De nombreux pays meurtris. Aujourd’hui, l’Afghanistan fait la une, comme hier d’autres pays : Syrie, Zaïre, Chili, Côte d’Ivoire, Tchétchénie, Sri Lanka, Rwanda, Haïti, Bosnie …. De tous temps, des réfugiés fuient les persécutions, les guerres, les menaces … ils quittent tout, leur pays, leur famille, leur vie, rarement de gaité de cœur, souvent en urgence.
Les réfugiés dans le monde. L’Union européenne n’est pas le territoire qui accueille le plus grand nombre de réfugiés, loin de là. Selon les derniers chiffres du HCR , plus de 82 millions de personnes ont été forcées de fuir leur foyer, environ 50 millions restent « déplacées » à l’intérieur de leur propre pays et 25 millions ont fui vers un autre pays, parmi lesquels 6,7 millions de Syriens et 2,6 millions d’Afghans . Les plus grandes populations de réfugiés sont accueillies dans un pays limitrophe du leur (73%) : ils sont 3,6 millions en Turquie, 1,7 million en Colombie, 1,4 million au Pakistan, près d’un million au Liban.
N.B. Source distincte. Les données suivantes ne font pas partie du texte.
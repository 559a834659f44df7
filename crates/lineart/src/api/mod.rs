//! Public error type for the lineart crate.

mod error;

pub(crate) use error::ensure_not_empty;
pub use error::LineArtError;
//! Test fixtures and constants.

use image::{Rgba, RgbaImage};
use inkfill::models::EngineConfig;
use inkfill::rendering::encode_png;

/// Colors used throughout the tests
pub mod colors {
    use image::Rgba;

    pub const WHITE: Rgba<u8> = Rgba([255, 255, 255, 255]);
    pub const BLACK: Rgba<u8> = Rgba([0, 0, 0, 255]);
    pub const RED: Rgba<u8> = Rgba([255, 0, 0, 255]);
    pub const BLUE: Rgba<u8> = Rgba([0, 0, 255, 255]);
    pub const GREEN: Rgba<u8> = Rgba([0, 200, 0, 255]);
    pub const CLEAR: Rgba<u8> = Rgba([0, 0, 0, 0]);

    pub const PALETTE: [Rgba<u8>; 4] = [RED, BLUE, GREEN, Rgba([250, 200, 30, 255])];
}

/// Square outline geometry shared by the page and ingest tests
pub mod square {
    /// Canvas edge
    pub const SIZE: u32 = 32;
    /// First and last row/column of the 16px outline
    pub const LO: u32 = 8;
    pub const HI: u32 = 23;
    /// Pixels strictly inside the outline
    pub const INTERIOR: usize = 14 * 14;
}

/// 1px black square outline on white
pub fn square_outline(size: u32, lo: u32, hi: u32) -> RgbaImage {
    RgbaImage::from_fn(size, size, |x, y| {
        if on_square(x, y, lo, hi) {
            colors::BLACK
        } else {
            colors::WHITE
        }
    })
}

pub fn on_square(x: u32, y: u32, lo: u32, hi: u32) -> bool {
    ((x == lo || x == hi) && (lo..=hi).contains(&y)) || ((y == lo || y == hi) && (lo..=hi).contains(&x))
}

pub fn inside_square(x: u32, y: u32, lo: u32, hi: u32) -> bool {
    x > lo && x < hi && y > lo && y < hi
}

/// The 32x32 fixture with the 16x16 centered outline
pub fn centered_square() -> RgbaImage {
    square_outline(square::SIZE, square::LO, square::HI)
}

/// Square outline `thickness` px wide spanning the middle half of a
/// `size`x`size` white photo
pub fn thick_square(size: u32, thickness: u32) -> RgbaImage {
    let (lo, hi) = (size / 4, size * 3 / 4);
    let band = |v: u32, edge: u32| (edge..edge + thickness).contains(&v);
    let span = |v: u32| (lo..hi + thickness).contains(&v);
    RgbaImage::from_fn(size, size, |x, y| {
        let on_edge = ((band(x, lo) || band(x, hi)) && span(y))
            || ((band(y, lo) || band(y, hi)) && span(x));
        if on_edge {
            colors::BLACK
        } else {
            colors::WHITE
        }
    })
}

/// Solid disc on white
pub fn disc(size: u32, cx: u32, cy: u32, radius: u32, color: Rgba<u8>) -> RgbaImage {
    RgbaImage::from_fn(size, size, |x, y| {
        if in_disc(x, y, cx, cy, radius) {
            color
        } else {
            colors::WHITE
        }
    })
}

pub fn in_disc(x: u32, y: u32, cx: u32, cy: u32, radius: u32) -> bool {
    let dx = x as i64 - cx as i64;
    let dy = y as i64 - cy as i64;
    dx * dx + dy * dy <= (radius as i64) * (radius as i64)
}

pub fn png(image: &RgbaImage) -> Vec<u8> {
    encode_png(image).expect("fixture PNG encodes")
}

/// Config with working sizes small enough for fast tests
pub fn test_config() -> EngineConfig {
    let mut config = EngineConfig::default();
    config.preprocess.working_size = 32;
    config.subject.working_size = 64;
    config
}
//! Subject detection options.

/// Longest edge of the reduced raster the detector works on.
pub const DEFAULT_SUBJECT_WORKING_SIZE: u32 = 256;

/// Weight lost at the image corners by the radial center bias.
pub const DEFAULT_CENTER_FALLOFF: f32 = 0.6;

/// Fraction of the peak biased gradient a pixel must reach to be subject.
pub const DEFAULT_MASK_THRESHOLD: f32 = 0.2;

/// Radius of the closing pass applied to the raw mask.
pub const DEFAULT_CLOSING_RADIUS: u32 = 1;

/// Padding added around the subject bounding box, in working pixels.
pub const DEFAULT_BBOX_MARGIN: u32 = 8;

/// Mask values strictly above this are composited from the subject.
pub const DEFAULT_MEMBERSHIP_THRESHOLD: u8 = 128;

/// Configuration for [`detect_subject`](super::detect_subject).
///
/// # Example
///
/// ```
/// use lineart::SubjectOptions;
///
/// let options = SubjectOptions::new().working_size(128).bbox_margin(4);
/// assert_eq!(options.working_size, 128);
/// assert!(options.fill_holes);
/// ```
#[derive(Debug, Clone, PartialEq)]
pub struct SubjectOptions {
    /// Longest edge of the working raster. Inputs are never enlarged.
    pub working_size: u32,
    /// Blur sigma applied before the gradient.
    pub blur_sigma: f32,
    /// Center-bias falloff: weight is `1 - falloff * r` with `r` the
    /// distance from the center normalized to 1 at the corners.
    pub center_falloff: f32,
    /// Threshold as a fraction of the peak biased gradient.
    pub mask_threshold: f32,
    pub closing_radius: u32,
    pub bbox_margin: u32,
    pub membership_threshold: u8,
    /// Fill enclosed background pockets inside the chosen component.
    pub fill_holes: bool,
}

impl Default for SubjectOptions {
    fn default() -> Self {
        Self {
            working_size: DEFAULT_SUBJECT_WORKING_SIZE,
            blur_sigma: 1.0,
            center_falloff: DEFAULT_CENTER_FALLOFF,
            mask_threshold: DEFAULT_MASK_THRESHOLD,
            closing_radius: DEFAULT_CLOSING_RADIUS,
            bbox_margin: DEFAULT_BBOX_MARGIN,
            membership_threshold: DEFAULT_MEMBERSHIP_THRESHOLD,
            fill_holes: true,
        }
    }
}

impl SubjectOptions {
    #[inline]
    pub fn new() -> Self {
        Self::default()
    }

    #[inline]
    pub fn working_size(mut self, size: u32) -> Self {
        self.working_size = size;
        self
    }

    #[inline]
    pub fn blur_sigma(mut self, sigma: f32) -> Self {
        self.blur_sigma = sigma.max(0.0);
        self
    }

    /// Set the center falloff, clamped to 0.0..=1.0.
    #[inline]
    pub fn center_falloff(mut self, falloff: f32) -> Self {
        self.center_falloff = falloff.clamp(0.0, 1.0);
        self
    }

    /// Set the mask threshold fraction, clamped to 0.0..=1.0.
    #[inline]
    pub fn mask_threshold(mut self, fraction: f32) -> Self {
        self.mask_threshold = fraction.clamp(0.0, 1.0);
        self
    }

    #[inline]
    pub fn closing_radius(mut self, radius: u32) -> Self {
        self.closing_radius = radius;
        self
    }

    #[inline]
    pub fn bbox_margin(mut self, margin: u32) -> Self {
        self.bbox_margin = margin;
        self
    }

    #[inline]
    pub fn membership_threshold(mut self, threshold: u8) -> Self {
        self.membership_threshold = threshold;
        self
    }

    #[inline]
    pub fn fill_holes(mut self, enabled: bool) -> Self {
        self.fill_holes = enabled;
        self
    }
}
//! Gradient-based edge detection.
//!
//! The gradient is estimated with the 3×3 Sobel pair:
//!
//! ```text
//!   Gx:  -1  0 +1        Gy:  -1 -2 -1
//!        -2  0 +2              0  0  0
//!        -1  0 +1             +1 +2 +1
//! ```
//!
//! and the magnitude is `sqrt(Gx² + Gy²)`, so a full black/white step reads
//! about 1020 and a flat region reads 0.

use image::GrayImage;

use crate::bitmap::Bitmap;

/// Gradient threshold used at outline strength 0 (fewest edges).
pub const GRADIENT_THRESHOLD_AT_MIN_STRENGTH: f32 = 240.0;

/// Gradient threshold used at outline strength 100 (most edges).
pub const GRADIENT_THRESHOLD_AT_MAX_STRENGTH: f32 = 40.0;

/// Highest accepted outline strength.
pub const MAX_STRENGTH: u8 = 100;

/// Per-pixel gradient magnitude.
#[derive(Debug, Clone)]
pub struct Gradient {
    width: u32,
    height: u32,
    magnitude: Vec<f32>,
}

impl Gradient {
    #[inline]
    pub fn width(&self) -> u32 {
        self.width
    }

    #[inline]
    pub fn height(&self) -> u32 {
        self.height
    }

    #[inline]
    pub fn get(&self, x: u32, y: u32) -> f32 {
        self.magnitude[y as usize * self.width as usize + x as usize]
    }

    /// Mutable access for callers that reweight the map in place.
    #[inline]
    pub fn as_mut_slice(&mut self) -> &mut [f32] {
        &mut self.magnitude
    }

    /// Largest magnitude in the map (0 for an empty map).
    pub fn max(&self) -> f32 {
        self.magnitude.iter().copied().fold(0.0, f32::max)
    }

    /// Foreground wherever the magnitude reaches `threshold`.
    pub fn threshold(&self, threshold: f32) -> Bitmap {
        Bitmap::from_fn(self.width, self.height, |x, y| {
            let m = self.get(x, y);
            m > 0.0 && m >= threshold
        })
    }
}

/// Sobel gradient magnitude with edge-replicated borders.
pub fn gradient_magnitude(gray: &GrayImage) -> Gradient {
    let (width, height) = gray.dimensions();
    let (w, h) = (width as i64, height as i64);
    let src = gray.as_raw();
    let at = |x: i64, y: i64| -> f32 {
        let x = x.clamp(0, w - 1) as usize;
        let y = y.clamp(0, h - 1) as usize;
        src[y * width as usize + x] as f32
    };

    let mut magnitude = Vec::with_capacity(width as usize * height as usize);
    for y in 0..h {
        for x in 0..w {
            let tl = at(x - 1, y - 1);
            let tc = at(x, y - 1);
            let tr = at(x + 1, y - 1);
            let ml = at(x - 1, y);
            let mr = at(x + 1, y);
            let bl = at(x - 1, y + 1);
            let bc = at(x, y + 1);
            let br = at(x + 1, y + 1);

            let gx = (tr + 2.0 * mr + br) - (tl + 2.0 * ml + bl);
            let gy = (bl + 2.0 * bc + br) - (tl + 2.0 * tc + tr);
            magnitude.push((gx * gx + gy * gy).sqrt());
        }
    }

    Gradient {
        width,
        height,
        magnitude,
    }
}

/// Gradient cutoff for an outline strength in 0..=100.
///
/// Strength is clamped to [`MAX_STRENGTH`]. Higher strength gives a lower
/// cutoff, so more pixels classify as edges.
pub fn threshold_for_strength(strength: u8) -> f32 {
    let s = strength.min(MAX_STRENGTH) as f32 / MAX_STRENGTH as f32;
    GRADIENT_THRESHOLD_AT_MIN_STRENGTH
        - (GRADIENT_THRESHOLD_AT_MIN_STRENGTH - GRADIENT_THRESHOLD_AT_MAX_STRENGTH) * s
}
Environ 86% des personnes déracinées sont accueillies dans des pays en développement.
En France, 450.000 personnes de toutes nationalités sont protégées, enfants mineurs compris, parmi lesquelles 35.000 Afghans. En 2020, 10.000 nouveaux Afghans ont déposé une demande à leur tour, la plupart, 7500, ont été protégés . D’autres poursuivent leur errance dramatique autour de Calais et cherchent à rejoindre leur famille en Angleterre.
Barrières physiques et administratives. La Déclaration universelle des droits de l’Homme affirme le droit au départ de son pays mais pas le droit d’entrer dans tout autre pays de son choix. Souvent lors de leur périple, les migrants endurent de nouvelles épreuves, ils sont rançonnés, exploités, refoulés, … Beaucoup doivent affronter de nombreuses tentatives successives. Certains meurent en route, dans le désert ou noyés en mer.
Pour différentes raisons, des Etats cherchent à limiter les arrivées de réfugiés ou de migrants sur leur territoire. Difficile pour le Zaïre en 1996 d’arrêter les centaines de milliers de Rwandais franchissant le pont vers Goma en quelques semaines. De nombreux pays construisent murs et clôtures à leurs frontières. C’est le cas par exemple entre les Etats-Unis et le Mexique, à Ceuta et Melilla, les enclaves espagnoles au nord du Maroc, entre la Pologne et le Bélarus ou entre la Hongrie et la Serbie.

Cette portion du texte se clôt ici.